Regardless of whether you are a trusted participant of the third division or not, if your rating is less than 1600, then the round will be rated for you.
Problems have been created and written by: zwezdinv, EJIC_B_KEDAX, molney, Sokol080808, meowcneil, Vladosiya.
We would like to thank:
Vladosiya for coordinating the round.
MikeMirzayanov for Polygon and Codeforces platforms and testing.
tute7627 for red-black testing.
ace5, sevlll777, oursaco, lightseba, gmusya, pavlekn, vrintle, tolbi for yellow testing.
diskoteka, moonpie24, SashaT9, shell_wataru, MGod, Phantom_Performer, tarattata1, alex.kudryashov, Restricted, sdyakonov for purple testing.
Alex239, MrEssiorx, olyazyryanova, marzipan, Pa_sha, Rudro25, azureglow, IHateGeometry, ivan.alexeev, krigare for blue testing.
sahal, exhausted, viteli, prohamer80 for green testing.
Good luck!
UPD: Editorial.
As an author, I recommend you to participate in it.
thanks. I wish all participants get + rating and enjoy
As a tester, this is my first contest. Thanks to the authors and coordinators.
Matching profile pictures with molney when? :wink:
wow !! Vladosiya is back :)
Question E supremacy
Hope so it would not be like the CF round 880
Wish this contest is not bad like Round 880.
As a tester, this round is bombastic.
OMG!!!
Pakistani round
*Graph/TreeBastic contest. It was fun to give this contest.
As a tester,
I tasted some applesI tested some cool problems.first unrate div3,GL&&HF for everyone:)
I wish you another rated dib3.
and one more thing,how can i become a tester
As a Tester,
Hope you will enjoy the nice problem-set as i did.
As a tester, you must participate! Problems are interesting!
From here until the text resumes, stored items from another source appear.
pub mod account;
pub mod auth;
pub mod configuration;
pub mod error;
pub mod logger;
pub mod middleware;
pub mod routes;
pub mod startup;
pub mod store;
pub mod telemetry;
pub mod validators;
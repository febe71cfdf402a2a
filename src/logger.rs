use actix_web::{
    dev::{forward_ready, Service, ServiceRequest, ServiceResponse, Transform},
    Error,
};
use futures::future::LocalBoxFuture;
use std::rc::Rc;
use std::time::Instant;
use tracing::Instrument;
use uuid::Uuid;

/// Request logging middleware
///
/// Opens a span per request carrying a request id, method and path, and logs
/// status and latency on completion. Query strings and headers are never
/// logged since they may carry credentials.
pub struct LoggerMiddleware;

impl<S, B> Transform<S, ServiceRequest> for LoggerMiddleware
where
    S: Service<ServiceRequest, Response = ServiceResponse<B>, Error = Error> + 'static,
    S::Future: 'static,
    B: 'static,
{
    type Response = ServiceResponse<B>;
    type Error = Error;
    type InitError = ();
    type Transform = LoggerMiddlewareService<S>;
    type Future = std::future::Ready<Result<Self::Transform, Self::InitError>>;

    fn new_transform(&self, service: S) -> Self::Future {
        std::future::ready(Ok(LoggerMiddlewareService {
            service: Rc::new(service),
        }))
    }
}

pub struct LoggerMiddlewareService<S> {
    service: Rc<S>,
}

impl<S, B> Service<ServiceRequest> for LoggerMiddlewareService<S>
where
    S: Service<ServiceRequest, Response = ServiceResponse<B>, Error = Error> + 'static,
    S::Future: 'static,
    B: 'static,
{
    type Response = ServiceResponse<B>;
    type Error = Error;
    type Future = LocalBoxFuture<'static, Result<Self::Response, Self::Error>>;

    forward_ready!(service);

    fn call(&self, req: ServiceRequest) -> Self::Future {
        let start_time = Instant::now();
        let span = tracing::info_span!(
            "http_request",
            request_id = %Uuid::new_v4(),
            method = %req.method(),
            path = %req.path(),
        );

        let service = self.service.clone();

        Box::pin(
            async move {
                let result = service.call(req).await;
                let elapsed_ms = start_time.elapsed().as_millis() as u64;

                match &result {
                    Ok(res) => tracing::info!(
                        status = res.status().as_u16(),
                        elapsed_ms,
                        "Request completed"
                    ),
                    Err(e) => tracing::warn!(
                        status = e.as_response_error().status_code().as_u16(),
                        elapsed_ms,
                        "Request failed"
                    ),
                }

                result
            }
            .instrument(span),
        )
    }
}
Waiting for this round. Best of luck everyone
As a participant, I hope to become yellow one day.
Wait for Xmas magic:)
Div 2?????!
I thought I was misremembering/misreading things! Sat down to write the Div. 2 -> It's a Div. 3 -> Wrote it anyway -> NO REGRETS, GREAT ROUND.
As a tester, blablabla...
ahmet23 orz!..
How you did it? The tag is showing lgm but he us expert..
I think there is a mistake in the typo, it should be Codeforces, not Codefoces, missing a "r" letter
Thank you, fixed.
As a friend of the tester, I don't know good this round, or not
As a tester, I recommend you to take the contest :)
Wish this isn't bad as 880 ;-;
As a blue tester, I may say that I am a blue tester.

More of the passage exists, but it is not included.